(REQUIRED ACTION): What you return should be each line of the data containing the string "impl".

(EXTRACTED ENTRIES):
***

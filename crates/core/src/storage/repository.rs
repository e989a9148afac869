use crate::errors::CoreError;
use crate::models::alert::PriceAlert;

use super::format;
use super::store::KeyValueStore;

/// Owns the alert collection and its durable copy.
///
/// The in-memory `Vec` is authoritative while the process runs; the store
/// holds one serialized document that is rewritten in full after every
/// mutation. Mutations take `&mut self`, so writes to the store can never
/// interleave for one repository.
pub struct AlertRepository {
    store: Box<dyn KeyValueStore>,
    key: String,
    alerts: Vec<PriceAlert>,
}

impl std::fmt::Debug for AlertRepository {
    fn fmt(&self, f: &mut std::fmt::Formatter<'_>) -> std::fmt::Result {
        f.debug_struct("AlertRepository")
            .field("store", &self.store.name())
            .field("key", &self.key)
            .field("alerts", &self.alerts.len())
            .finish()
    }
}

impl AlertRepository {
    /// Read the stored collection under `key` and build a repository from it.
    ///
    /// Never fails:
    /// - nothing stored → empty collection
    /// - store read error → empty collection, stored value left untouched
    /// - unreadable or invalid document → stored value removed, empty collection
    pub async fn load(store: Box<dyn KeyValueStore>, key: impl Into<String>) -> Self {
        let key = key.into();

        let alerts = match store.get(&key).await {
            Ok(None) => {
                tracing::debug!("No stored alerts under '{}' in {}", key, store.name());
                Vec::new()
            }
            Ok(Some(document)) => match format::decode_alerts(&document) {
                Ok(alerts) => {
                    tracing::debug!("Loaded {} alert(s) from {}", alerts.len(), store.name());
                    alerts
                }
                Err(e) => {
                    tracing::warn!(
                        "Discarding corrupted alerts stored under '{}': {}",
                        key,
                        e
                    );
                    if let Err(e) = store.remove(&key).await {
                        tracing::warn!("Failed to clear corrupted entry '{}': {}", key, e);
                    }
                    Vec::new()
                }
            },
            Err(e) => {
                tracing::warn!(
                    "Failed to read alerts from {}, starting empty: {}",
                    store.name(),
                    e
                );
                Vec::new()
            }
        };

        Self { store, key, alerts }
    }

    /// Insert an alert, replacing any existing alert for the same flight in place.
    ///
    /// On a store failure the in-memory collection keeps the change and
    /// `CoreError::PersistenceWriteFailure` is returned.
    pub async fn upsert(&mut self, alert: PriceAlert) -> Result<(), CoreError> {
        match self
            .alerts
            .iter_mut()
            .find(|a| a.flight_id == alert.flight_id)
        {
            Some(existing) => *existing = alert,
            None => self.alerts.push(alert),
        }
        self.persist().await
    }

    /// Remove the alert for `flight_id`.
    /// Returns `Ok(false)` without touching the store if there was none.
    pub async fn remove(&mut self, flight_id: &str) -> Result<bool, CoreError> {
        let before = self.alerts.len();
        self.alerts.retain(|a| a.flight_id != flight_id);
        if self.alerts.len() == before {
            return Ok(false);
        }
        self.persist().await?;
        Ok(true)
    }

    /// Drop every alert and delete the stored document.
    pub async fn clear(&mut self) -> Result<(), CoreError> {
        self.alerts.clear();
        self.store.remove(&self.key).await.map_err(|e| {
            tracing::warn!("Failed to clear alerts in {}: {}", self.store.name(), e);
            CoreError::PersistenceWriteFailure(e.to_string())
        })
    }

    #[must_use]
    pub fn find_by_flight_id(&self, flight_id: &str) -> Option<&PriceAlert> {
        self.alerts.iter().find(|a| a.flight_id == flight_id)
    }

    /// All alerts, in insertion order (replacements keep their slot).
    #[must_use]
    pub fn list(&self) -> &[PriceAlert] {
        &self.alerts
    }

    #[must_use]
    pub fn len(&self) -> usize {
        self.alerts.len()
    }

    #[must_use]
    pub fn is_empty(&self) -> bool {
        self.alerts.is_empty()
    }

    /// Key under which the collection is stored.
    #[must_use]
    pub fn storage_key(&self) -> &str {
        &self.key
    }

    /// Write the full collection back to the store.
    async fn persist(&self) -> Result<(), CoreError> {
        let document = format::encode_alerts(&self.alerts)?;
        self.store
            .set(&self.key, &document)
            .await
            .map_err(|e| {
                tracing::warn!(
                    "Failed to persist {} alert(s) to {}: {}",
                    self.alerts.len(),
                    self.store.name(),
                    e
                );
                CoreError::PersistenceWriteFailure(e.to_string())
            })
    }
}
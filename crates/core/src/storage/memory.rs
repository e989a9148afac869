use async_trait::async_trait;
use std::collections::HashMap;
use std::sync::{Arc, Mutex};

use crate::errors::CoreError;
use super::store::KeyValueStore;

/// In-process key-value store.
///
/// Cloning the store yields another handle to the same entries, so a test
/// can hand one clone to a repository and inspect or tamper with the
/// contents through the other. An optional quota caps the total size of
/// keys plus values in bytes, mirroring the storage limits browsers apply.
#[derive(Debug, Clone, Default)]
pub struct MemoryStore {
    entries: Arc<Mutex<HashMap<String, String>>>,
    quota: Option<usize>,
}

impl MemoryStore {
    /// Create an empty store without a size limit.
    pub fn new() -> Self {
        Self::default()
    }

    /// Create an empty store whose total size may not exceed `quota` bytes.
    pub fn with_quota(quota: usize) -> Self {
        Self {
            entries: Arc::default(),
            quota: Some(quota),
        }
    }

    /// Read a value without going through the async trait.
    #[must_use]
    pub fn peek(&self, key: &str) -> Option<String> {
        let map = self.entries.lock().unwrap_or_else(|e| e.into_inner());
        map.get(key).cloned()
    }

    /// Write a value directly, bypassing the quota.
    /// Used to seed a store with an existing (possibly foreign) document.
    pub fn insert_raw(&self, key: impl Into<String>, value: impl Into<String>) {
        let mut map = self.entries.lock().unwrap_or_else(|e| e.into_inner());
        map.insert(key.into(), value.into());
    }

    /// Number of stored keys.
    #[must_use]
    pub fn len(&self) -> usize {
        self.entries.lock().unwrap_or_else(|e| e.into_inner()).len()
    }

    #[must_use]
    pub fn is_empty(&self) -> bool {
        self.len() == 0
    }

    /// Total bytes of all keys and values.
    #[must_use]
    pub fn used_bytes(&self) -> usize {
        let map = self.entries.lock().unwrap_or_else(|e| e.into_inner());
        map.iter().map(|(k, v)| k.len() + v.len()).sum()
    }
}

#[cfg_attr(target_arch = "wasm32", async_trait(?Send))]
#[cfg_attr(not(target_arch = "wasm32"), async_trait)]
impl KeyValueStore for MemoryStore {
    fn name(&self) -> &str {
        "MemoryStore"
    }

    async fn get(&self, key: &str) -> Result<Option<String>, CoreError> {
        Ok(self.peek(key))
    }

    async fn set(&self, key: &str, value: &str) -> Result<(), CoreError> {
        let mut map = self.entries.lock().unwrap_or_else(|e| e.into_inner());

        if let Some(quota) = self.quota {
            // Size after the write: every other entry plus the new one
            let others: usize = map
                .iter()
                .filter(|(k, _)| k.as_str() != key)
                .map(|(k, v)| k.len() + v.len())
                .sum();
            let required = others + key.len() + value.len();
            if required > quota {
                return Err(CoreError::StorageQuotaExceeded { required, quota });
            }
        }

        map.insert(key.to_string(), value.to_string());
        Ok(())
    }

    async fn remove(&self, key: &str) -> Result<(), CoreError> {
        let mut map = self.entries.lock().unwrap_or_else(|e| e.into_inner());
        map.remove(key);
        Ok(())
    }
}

***

(EXERCISE ANSWER):
impl std::fmt::Debug for AlertRepository {
impl AlertRepository {
    pub async fn load(store: Box<dyn KeyValueStore>, key: impl Into<String>) -> Self {
impl MemoryStore {
    pub fn insert_raw(&self, key: impl Into<String>, value: impl Into<String>) {
impl KeyValueStore for MemoryStore {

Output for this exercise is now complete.